Work request: Find the lines in the records below that contain "logged", and report each of them.

Data to examine:
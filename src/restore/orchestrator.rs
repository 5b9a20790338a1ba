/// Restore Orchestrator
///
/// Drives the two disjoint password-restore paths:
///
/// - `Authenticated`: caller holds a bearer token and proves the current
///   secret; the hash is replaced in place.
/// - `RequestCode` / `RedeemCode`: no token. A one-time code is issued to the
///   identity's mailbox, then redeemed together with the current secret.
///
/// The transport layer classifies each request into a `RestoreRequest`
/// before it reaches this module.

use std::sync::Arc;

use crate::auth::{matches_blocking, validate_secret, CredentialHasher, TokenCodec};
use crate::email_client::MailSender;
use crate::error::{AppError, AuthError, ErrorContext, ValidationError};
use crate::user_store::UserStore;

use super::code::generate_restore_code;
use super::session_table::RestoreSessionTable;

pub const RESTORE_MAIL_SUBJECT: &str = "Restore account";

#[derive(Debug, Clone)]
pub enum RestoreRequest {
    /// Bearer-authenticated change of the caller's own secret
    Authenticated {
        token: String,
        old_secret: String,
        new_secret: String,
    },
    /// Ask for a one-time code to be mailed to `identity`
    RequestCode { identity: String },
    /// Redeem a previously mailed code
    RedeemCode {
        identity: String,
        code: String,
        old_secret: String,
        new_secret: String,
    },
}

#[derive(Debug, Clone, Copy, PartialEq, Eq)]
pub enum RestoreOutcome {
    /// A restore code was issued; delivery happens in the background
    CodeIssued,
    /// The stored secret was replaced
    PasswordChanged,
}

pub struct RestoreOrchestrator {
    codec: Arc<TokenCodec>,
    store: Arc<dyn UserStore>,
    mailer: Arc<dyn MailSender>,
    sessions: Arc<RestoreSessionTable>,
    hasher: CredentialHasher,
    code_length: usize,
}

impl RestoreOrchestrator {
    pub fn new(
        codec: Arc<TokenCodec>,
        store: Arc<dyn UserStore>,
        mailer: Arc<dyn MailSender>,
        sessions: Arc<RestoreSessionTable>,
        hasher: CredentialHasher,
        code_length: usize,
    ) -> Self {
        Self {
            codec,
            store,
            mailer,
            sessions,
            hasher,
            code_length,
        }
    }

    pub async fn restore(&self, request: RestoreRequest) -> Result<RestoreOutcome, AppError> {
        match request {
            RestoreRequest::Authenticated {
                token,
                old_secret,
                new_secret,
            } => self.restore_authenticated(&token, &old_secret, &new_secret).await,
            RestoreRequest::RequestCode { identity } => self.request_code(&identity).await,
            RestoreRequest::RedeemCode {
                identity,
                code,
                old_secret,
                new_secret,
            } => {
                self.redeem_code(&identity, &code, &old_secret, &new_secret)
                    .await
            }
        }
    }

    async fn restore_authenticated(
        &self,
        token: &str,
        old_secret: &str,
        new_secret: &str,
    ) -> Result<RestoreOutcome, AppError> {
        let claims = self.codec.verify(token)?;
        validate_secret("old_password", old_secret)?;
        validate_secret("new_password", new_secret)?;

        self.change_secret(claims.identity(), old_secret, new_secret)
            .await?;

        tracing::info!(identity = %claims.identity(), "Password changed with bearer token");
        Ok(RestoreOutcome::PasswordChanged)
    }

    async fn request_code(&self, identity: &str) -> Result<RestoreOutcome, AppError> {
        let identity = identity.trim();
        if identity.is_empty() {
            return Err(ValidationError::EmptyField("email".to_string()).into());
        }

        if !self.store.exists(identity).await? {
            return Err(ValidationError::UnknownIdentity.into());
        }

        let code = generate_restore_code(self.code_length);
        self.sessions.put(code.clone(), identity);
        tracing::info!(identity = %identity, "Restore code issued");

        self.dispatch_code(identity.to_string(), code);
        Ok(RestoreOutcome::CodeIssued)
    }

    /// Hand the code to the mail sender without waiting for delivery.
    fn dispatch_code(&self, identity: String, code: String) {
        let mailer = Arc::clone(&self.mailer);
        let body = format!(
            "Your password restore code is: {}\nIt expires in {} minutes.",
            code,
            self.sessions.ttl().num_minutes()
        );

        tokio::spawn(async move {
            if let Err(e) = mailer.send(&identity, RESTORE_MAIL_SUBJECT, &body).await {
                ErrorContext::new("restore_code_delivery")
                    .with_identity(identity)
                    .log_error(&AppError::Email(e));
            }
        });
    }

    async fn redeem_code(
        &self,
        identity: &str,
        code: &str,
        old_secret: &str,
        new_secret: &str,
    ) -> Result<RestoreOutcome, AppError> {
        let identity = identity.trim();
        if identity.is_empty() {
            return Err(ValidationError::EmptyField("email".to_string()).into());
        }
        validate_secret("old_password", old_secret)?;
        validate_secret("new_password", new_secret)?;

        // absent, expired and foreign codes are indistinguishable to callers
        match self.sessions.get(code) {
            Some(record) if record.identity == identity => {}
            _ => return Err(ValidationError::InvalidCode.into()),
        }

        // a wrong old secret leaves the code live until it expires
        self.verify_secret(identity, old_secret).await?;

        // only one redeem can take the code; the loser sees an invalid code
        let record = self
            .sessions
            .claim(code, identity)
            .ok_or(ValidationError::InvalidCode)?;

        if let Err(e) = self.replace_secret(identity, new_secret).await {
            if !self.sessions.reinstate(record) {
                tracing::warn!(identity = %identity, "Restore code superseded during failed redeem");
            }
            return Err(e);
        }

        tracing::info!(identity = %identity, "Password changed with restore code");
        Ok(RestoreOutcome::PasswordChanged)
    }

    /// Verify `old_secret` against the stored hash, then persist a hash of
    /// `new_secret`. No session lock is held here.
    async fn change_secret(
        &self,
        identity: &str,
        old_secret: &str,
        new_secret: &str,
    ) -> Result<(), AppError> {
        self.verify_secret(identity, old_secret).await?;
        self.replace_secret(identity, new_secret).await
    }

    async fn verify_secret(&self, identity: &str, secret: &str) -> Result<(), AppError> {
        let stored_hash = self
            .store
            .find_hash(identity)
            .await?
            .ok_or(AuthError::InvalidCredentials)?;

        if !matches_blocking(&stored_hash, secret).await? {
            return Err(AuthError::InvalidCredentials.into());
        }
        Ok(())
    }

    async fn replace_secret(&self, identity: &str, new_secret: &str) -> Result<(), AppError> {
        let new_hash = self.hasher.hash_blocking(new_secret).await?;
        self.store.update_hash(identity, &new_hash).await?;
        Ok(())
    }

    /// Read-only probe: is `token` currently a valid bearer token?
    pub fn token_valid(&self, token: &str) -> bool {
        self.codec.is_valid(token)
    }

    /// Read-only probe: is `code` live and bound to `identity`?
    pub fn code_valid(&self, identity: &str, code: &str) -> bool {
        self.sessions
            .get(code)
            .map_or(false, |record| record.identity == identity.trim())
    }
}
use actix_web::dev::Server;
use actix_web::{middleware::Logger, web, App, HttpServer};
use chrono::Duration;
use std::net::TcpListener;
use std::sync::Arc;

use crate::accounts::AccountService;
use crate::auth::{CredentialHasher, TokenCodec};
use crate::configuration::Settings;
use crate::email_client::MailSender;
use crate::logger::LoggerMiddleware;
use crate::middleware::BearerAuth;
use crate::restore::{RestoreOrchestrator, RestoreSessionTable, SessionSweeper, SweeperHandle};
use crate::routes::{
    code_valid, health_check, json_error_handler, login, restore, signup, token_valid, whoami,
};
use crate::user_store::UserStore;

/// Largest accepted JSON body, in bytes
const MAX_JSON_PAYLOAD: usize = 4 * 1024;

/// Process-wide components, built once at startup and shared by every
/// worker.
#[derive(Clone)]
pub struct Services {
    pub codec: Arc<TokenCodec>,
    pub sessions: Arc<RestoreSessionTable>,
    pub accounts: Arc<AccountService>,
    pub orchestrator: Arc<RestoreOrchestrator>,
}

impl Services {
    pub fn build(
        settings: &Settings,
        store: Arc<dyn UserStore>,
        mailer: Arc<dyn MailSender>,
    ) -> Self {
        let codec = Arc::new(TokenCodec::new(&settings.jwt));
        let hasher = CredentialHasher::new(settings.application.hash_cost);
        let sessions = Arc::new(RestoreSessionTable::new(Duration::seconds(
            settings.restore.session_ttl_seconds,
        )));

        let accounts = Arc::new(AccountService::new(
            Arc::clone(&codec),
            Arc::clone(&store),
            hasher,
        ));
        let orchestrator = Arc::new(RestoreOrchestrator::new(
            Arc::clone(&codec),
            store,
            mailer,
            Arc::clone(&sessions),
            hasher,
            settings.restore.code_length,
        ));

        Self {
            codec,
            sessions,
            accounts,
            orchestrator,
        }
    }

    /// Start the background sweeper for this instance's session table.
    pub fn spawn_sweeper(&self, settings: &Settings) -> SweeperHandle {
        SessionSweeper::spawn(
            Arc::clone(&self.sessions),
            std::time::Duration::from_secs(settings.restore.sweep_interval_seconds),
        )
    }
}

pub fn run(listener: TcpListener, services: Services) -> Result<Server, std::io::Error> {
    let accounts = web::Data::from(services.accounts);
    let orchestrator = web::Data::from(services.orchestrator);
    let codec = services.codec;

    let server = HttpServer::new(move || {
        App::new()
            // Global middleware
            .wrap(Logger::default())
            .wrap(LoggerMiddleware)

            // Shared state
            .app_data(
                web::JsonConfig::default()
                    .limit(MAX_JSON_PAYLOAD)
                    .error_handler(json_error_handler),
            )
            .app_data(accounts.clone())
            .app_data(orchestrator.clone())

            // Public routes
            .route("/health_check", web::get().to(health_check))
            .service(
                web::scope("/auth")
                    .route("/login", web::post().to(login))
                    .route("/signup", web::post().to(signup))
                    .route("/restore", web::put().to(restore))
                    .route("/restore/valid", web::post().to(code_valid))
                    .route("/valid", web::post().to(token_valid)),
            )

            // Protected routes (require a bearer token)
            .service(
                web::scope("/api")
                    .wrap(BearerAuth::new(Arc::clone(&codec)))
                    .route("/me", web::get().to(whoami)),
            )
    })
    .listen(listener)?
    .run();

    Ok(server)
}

...

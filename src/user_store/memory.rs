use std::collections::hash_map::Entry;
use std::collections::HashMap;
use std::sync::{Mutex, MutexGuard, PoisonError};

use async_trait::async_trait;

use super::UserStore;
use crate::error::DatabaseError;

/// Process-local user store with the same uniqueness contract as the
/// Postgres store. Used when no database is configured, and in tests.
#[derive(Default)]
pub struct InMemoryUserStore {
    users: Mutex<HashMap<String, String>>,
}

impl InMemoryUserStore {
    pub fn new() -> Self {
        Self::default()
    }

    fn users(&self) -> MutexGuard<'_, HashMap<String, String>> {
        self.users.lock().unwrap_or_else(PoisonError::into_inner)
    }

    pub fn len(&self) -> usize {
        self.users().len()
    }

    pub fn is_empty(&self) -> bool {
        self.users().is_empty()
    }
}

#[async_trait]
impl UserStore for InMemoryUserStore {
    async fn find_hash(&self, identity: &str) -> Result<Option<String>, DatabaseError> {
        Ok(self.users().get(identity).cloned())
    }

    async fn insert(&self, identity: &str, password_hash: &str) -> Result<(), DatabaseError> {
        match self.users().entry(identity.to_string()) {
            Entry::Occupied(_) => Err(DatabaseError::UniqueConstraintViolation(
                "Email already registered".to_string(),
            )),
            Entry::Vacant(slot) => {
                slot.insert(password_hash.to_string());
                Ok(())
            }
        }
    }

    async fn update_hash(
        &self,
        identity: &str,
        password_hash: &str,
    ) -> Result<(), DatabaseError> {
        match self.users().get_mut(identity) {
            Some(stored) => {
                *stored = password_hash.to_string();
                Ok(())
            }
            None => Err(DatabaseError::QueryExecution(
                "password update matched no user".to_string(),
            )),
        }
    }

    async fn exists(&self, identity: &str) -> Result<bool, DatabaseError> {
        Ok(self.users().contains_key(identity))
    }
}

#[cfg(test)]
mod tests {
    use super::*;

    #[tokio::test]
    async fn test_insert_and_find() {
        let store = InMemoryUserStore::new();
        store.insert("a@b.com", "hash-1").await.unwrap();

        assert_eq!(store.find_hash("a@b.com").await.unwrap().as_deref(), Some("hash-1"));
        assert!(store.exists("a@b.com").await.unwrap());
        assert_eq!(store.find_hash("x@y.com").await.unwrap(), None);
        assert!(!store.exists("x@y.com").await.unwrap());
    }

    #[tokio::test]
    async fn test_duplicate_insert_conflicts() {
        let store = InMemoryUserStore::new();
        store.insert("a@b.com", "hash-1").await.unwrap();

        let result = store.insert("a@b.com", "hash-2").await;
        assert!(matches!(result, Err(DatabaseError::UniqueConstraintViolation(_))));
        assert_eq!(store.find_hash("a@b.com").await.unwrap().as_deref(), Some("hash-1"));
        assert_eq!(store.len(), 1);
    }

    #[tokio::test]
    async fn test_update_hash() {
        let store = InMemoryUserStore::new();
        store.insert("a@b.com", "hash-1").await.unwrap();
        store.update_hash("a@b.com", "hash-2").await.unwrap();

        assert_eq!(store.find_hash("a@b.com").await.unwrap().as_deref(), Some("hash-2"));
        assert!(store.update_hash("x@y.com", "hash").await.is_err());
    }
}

...

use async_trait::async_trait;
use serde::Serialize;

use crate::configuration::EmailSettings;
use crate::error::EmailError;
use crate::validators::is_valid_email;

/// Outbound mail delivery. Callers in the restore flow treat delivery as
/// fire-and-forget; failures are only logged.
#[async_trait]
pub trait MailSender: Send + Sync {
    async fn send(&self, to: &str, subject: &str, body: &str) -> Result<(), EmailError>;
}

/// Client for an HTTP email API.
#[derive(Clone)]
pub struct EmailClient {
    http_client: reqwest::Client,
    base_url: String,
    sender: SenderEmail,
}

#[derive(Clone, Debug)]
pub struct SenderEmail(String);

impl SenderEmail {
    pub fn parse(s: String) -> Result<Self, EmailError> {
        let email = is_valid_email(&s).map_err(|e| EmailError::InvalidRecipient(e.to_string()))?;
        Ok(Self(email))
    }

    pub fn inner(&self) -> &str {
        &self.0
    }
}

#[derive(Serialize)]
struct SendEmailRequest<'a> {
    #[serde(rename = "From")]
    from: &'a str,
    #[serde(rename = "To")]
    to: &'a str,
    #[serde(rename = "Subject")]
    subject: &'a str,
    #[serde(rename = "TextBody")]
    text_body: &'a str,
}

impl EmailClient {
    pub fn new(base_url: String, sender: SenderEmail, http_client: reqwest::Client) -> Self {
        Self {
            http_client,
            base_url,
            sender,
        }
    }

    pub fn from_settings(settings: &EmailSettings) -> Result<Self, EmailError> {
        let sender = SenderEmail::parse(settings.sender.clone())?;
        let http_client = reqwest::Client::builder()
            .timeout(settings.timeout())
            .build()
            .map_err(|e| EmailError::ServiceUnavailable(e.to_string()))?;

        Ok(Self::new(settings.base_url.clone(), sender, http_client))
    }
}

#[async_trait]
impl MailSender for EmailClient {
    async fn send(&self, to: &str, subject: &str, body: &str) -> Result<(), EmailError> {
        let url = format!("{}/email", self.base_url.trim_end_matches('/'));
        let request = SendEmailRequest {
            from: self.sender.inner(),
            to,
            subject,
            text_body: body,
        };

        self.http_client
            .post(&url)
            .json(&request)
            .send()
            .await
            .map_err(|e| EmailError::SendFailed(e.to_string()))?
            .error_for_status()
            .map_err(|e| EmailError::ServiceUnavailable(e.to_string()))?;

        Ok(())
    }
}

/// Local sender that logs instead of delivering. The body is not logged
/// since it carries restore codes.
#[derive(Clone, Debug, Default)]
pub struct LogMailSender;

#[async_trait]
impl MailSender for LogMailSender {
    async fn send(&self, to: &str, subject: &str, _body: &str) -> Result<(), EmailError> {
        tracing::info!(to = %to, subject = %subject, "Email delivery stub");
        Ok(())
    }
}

Problem solution:
/// fire-and-forget; failures are only logged.
/// Local sender that logs instead of delivering. The body is not logged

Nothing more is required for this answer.